Thursday, 18 December 2014
Andrew Michaelis1, Sangram Ganguly2, Ramakrishna R Nemani2, Petr Votava3, Weile Wang4, Tsengdar J Lee5 and Jennifer L Dungan2, (1)Organization Not Listed, Washington, DC, United States, (2)NASA Ames Research Center, Moffett Field, CA, United States, (3)California State University Monterey Bay, Seaside, CA, United States, (4)CSUMB & NASA/AMES, Seaside, CA, United States, (5)NASA, Burke, VA, United States
Sharing community-valued codes, intermediary datasets and results from individual efforts with others that are not in a direct funded collaboration can be a challenge. Cross organization collaboration is often impeded due to infrastructure security constraints, rigid financial controls, bureaucracy, and workforce nationalities, etc., which can force groups to work in a segmented fashion and/or through awkward and suboptimal web services. We show how a focused community may come together, share modeling and analysis codes, computing configurations, scientific results, knowledge and expertise on a public cloud platform; diverse groups of researchers working together at “arms length”.

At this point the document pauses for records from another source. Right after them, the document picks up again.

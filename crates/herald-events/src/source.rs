//! Event source: listener registry and priority-ordered dispatch.

use std::any::Any;
use std::cell::RefCell;
use std::fmt;
use std::panic::{AssertUnwindSafe, catch_unwind};
use std::rc::{Rc, Weak};

use serde::{Deserialize, Serialize};
use tracing::{debug, trace, warn};

use crate::context::{ContextInner, DeferrableSource, DeferredContext, SourceHandle};
use crate::error::{ErrorHook, ListenerError, panic_detail, resume_caught_panic};
use crate::handler::EventHandler;
use crate::id_pool::IdPool;
use crate::outcome::Outcome;

/// Conventional listener priorities.
///
/// Any `i32` is a valid priority (higher fires earlier); these tiers cover
/// the common case where listeners only need to run before or after the
/// default handlers.
pub mod priority {
    /// Runs after the normal tier.
    pub const LOW: i32 = 0;
    /// The default tier.
    pub const NORMAL: i32 = 5;
    /// Runs before the normal tier.
    pub const HIGH: i32 = 10;
}

/// Registration handle for a listener.
///
/// Unique among the currently-registered listeners of one source; freed ids
/// may be reissued by later registrations.
#[derive(Debug, Clone, Copy, PartialEq, Eq, PartialOrd, Ord, Hash, Serialize, Deserialize)]
#[serde(transparent)]
pub struct ListenerId(pub(crate) u32);

impl ListenerId {
    /// The raw allocator value backing this id.
    #[must_use]
    pub fn raw(self) -> u32 {
        self.0
    }
}

impl fmt::Display for ListenerId {
    fn fmt(&self, f: &mut fmt::Formatter<'_>) -> fmt::Result {
        write!(f, "listener:{}", self.0)
    }
}

struct ListenerEntry<Args> {
    id: ListenerId,
    priority: i32,
    handler: Box<dyn EventHandler<Args>>,
}

struct SourceInner<Args> {
    /// Sorted by descending priority; stable within a tier.
    listeners: Vec<ListenerEntry<Args>>,
    /// Argument tuples buffered by `defer` while a context is attached.
    pending: Vec<Args>,
    ids: IdPool,
    context: Option<Weak<RefCell<ContextInner>>>,
    on_error: Option<ErrorHook>,
}

impl<Args: 'static> SourceInner<Args> {
    fn remove_listener(&mut self, id: ListenerId) -> bool {
        let Some(position) = self.listeners.iter().position(|entry| entry.id == id) else {
            return false;
        };
        self.listeners.remove(position);
        self.ids.release(id.0);
        debug!(listener = %id, "listener removed");
        true
    }

    /// One pass over the listener sequence.
    ///
    /// Returns the payload of the panic that aborted the pass, if any. On
    /// that path the Unregister marks collected so far are discarded and
    /// the listener sequence is left untouched.
    fn dispatch(&mut self, args: &Args) -> Option<Box<dyn Any + Send>> {
        trace!(listeners = self.listeners.len(), "dispatching event");

        let mut stale: Vec<ListenerId> = Vec::new();
        let mut caught: Option<(ListenerId, Box<dyn Any + Send>)> = None;

        for entry in &mut self.listeners {
            let result = catch_unwind(AssertUnwindSafe(|| entry.handler.invoke(args)));
            match result {
                Ok(Outcome::Continue) => {}
                Ok(Outcome::Cancel) => break,
                Ok(Outcome::Unregister) => stale.push(entry.id),
                Err(payload) => {
                    caught = Some((entry.id, payload));
                    break;
                }
            }
        }

        if let Some((listener, payload)) = caught {
            self.report(listener, payload.as_ref());
            return Some(payload);
        }

        for id in stale {
            self.remove_listener(id);
        }
        None
    }

    /// Replay the pending buffer FIFO against the current listener set.
    ///
    /// Every tuple gets an independent dispatch pass. A panicking listener
    /// abandons the rest of the batch; the unprocessed tuples are dropped
    /// with it, so the buffer is empty on every exit path.
    fn flush_pending(&mut self) -> Option<Box<dyn Any + Send>> {
        if self.pending.is_empty() {
            return None;
        }
        let batch = std::mem::take(&mut self.pending);
        debug!(batch = batch.len(), "replaying deferred events");
        for args in &batch {
            let aborted = self.dispatch(args);
            if aborted.is_some() {
                return aborted;
            }
        }
        None
    }

    /// The attached context, if it is still alive.
    ///
    /// A context that was dropped out from under the source moves the
    /// source back to the unattached state: the stale link is cleared and
    /// pending tuples are discarded, since nothing can flush them any more.
    fn live_context(&mut self) -> Option<Rc<RefCell<ContextInner>>> {
        let upgraded = self.context.as_ref().map(Weak::upgrade);
        match upgraded {
            None => None,
            Some(Some(context)) => Some(context),
            Some(None) => {
                if !self.pending.is_empty() {
                    warn!(
                        discarded = self.pending.len(),
                        "deferred context dropped; discarding pending events"
                    );
                }
                self.context = None;
                self.pending.clear();
                None
            }
        }
    }

    fn report(&mut self, listener: ListenerId, payload: &(dyn Any + Send)) {
        let error = ListenerError {
            listener,
            detail: panic_detail(payload),
        };
        warn!(
            listener = %error.listener,
            detail = %error.detail,
            "listener panicked; remaining listeners of this pass skipped"
        );
        if let Some(hook) = self.on_error.as_mut() {
            hook(&error);
        }
    }
}

impl<Args: 'static> DeferrableSource for SourceInner<Args> {
    fn flush_deferred(&mut self) -> Option<Box<dyn Any + Send>> {
        self.flush_pending()
    }

    fn drop_context(&mut self) {
        self.context = None;
        self.pending.clear();
    }
}

/// A typed event source: priority-ordered listeners plus immediate and
/// deferred dispatch.
///
/// The argument signature is fixed at construction as a tuple type: `()`
/// for no arguments, `(i32,)` for one, and so on. Listeners receive each
/// tuple field by reference and return an [`Outcome`] steering the rest of
/// the pass. Cloning is cheap and yields a handle to the same listener
/// registry.
///
/// A panic inside a listener is caught at the dispatch boundary, reported
/// (structured log plus the optional [error hook](Self::set_error_hook)),
/// and aborts only the current pass; the source stays usable. With the
/// `propagate-panics` feature the caught panic is re-raised to the caller
/// after reporting.
///
/// # Reentrancy
///
/// Sources are single-threaded and non-reentrant: calling back into the
/// same source from inside one of its listeners panics. Listeners may
/// freely operate on *other* sources and on deferred contexts.
pub struct EventSource<Args> {
    inner: Rc<RefCell<SourceInner<Args>>>,
}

Through the OpenNEX experimental workshop, users can view short technical “how-to” videos and explore encapsulated working environment. Workshop participants can easily instantiate Amazon Machine Images (AMI) or launch full cluster and data processing configurations within minutes. Enabling users to instantiate computing environments from configuration templates on large public cloud infrastructures, such as Amazon Web Services, may provide a mechanism for groups to easily use each others work and collaborate indirectly. Moreover, using the public cloud for this workshop allowed a single group to host a large read only data archive, making datasets of interest to the community widely available on the public cloud, enabling other groups to directly connect to the data and reduce the costs of the collaborative work by freeing other individual groups from redundantly retrieving, integrating or financing the storage of the datasets of interest.